■ Problem to solve: Scan the material for the word "type", and copy each line where it shows up.

★ ★ ★ ★

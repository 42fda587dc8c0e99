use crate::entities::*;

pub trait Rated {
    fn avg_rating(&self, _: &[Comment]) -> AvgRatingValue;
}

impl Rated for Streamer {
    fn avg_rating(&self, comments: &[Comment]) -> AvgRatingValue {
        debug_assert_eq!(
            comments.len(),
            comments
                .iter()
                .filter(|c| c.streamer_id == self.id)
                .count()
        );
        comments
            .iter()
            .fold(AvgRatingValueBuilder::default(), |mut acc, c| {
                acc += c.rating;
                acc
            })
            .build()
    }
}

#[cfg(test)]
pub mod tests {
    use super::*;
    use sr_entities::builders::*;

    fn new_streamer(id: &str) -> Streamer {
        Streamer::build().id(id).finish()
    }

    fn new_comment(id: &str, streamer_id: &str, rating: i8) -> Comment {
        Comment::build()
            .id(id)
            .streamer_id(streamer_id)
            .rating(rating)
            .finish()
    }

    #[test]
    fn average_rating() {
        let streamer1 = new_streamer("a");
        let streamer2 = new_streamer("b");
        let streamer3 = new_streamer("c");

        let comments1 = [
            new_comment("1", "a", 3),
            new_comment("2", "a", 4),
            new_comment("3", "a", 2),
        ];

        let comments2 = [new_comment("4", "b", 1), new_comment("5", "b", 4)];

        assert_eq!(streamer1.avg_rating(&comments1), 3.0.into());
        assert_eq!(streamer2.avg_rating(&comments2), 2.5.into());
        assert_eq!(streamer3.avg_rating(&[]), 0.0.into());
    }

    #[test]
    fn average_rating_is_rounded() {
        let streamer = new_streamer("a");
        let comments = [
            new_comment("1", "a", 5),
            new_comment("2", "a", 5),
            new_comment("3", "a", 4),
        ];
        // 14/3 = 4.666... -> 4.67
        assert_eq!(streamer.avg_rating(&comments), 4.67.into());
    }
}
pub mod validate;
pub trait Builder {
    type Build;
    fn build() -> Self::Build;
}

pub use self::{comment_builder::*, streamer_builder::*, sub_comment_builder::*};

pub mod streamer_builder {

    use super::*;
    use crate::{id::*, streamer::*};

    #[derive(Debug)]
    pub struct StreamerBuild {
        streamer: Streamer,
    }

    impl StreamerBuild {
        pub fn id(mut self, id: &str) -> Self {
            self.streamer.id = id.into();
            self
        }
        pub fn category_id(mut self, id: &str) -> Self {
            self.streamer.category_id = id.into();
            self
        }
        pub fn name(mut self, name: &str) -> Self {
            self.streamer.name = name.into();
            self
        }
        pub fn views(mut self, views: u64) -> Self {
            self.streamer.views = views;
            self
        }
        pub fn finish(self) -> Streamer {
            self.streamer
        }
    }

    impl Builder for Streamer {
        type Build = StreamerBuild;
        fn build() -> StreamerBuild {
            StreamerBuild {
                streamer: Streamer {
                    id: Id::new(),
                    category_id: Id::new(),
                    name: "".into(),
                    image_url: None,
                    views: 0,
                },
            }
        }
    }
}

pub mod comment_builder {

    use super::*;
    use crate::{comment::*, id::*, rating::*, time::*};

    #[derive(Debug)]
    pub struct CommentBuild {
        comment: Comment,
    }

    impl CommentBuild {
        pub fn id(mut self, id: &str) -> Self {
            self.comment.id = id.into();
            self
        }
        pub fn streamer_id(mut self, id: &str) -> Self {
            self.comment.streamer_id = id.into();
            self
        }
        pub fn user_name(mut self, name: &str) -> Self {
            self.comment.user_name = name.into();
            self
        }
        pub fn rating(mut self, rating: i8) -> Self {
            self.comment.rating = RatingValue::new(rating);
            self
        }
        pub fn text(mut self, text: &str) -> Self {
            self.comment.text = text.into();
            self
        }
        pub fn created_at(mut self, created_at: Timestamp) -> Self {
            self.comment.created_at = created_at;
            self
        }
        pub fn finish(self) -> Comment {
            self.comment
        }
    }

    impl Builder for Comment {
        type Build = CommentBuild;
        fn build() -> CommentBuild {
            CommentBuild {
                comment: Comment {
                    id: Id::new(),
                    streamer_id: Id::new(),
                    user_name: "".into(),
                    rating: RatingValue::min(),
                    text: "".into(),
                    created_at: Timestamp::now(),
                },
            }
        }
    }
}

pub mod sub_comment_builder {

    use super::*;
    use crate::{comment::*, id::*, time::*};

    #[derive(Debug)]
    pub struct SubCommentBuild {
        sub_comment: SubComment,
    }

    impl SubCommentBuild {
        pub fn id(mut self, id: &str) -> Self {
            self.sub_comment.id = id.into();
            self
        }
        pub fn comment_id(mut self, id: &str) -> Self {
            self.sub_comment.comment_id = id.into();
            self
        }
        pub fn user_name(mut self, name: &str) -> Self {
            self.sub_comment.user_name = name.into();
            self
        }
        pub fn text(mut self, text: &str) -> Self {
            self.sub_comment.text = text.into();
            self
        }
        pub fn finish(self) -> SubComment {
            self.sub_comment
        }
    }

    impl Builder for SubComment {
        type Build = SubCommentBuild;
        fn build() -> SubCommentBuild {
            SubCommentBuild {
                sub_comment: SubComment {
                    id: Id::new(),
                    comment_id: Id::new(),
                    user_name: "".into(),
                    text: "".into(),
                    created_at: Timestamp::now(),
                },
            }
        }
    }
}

★ ★ ★ ★

■ Written solution:
    type Build;
        type Build = StreamerBuild;
        type Build = CommentBuild;
        type Build = SubCommentBuild;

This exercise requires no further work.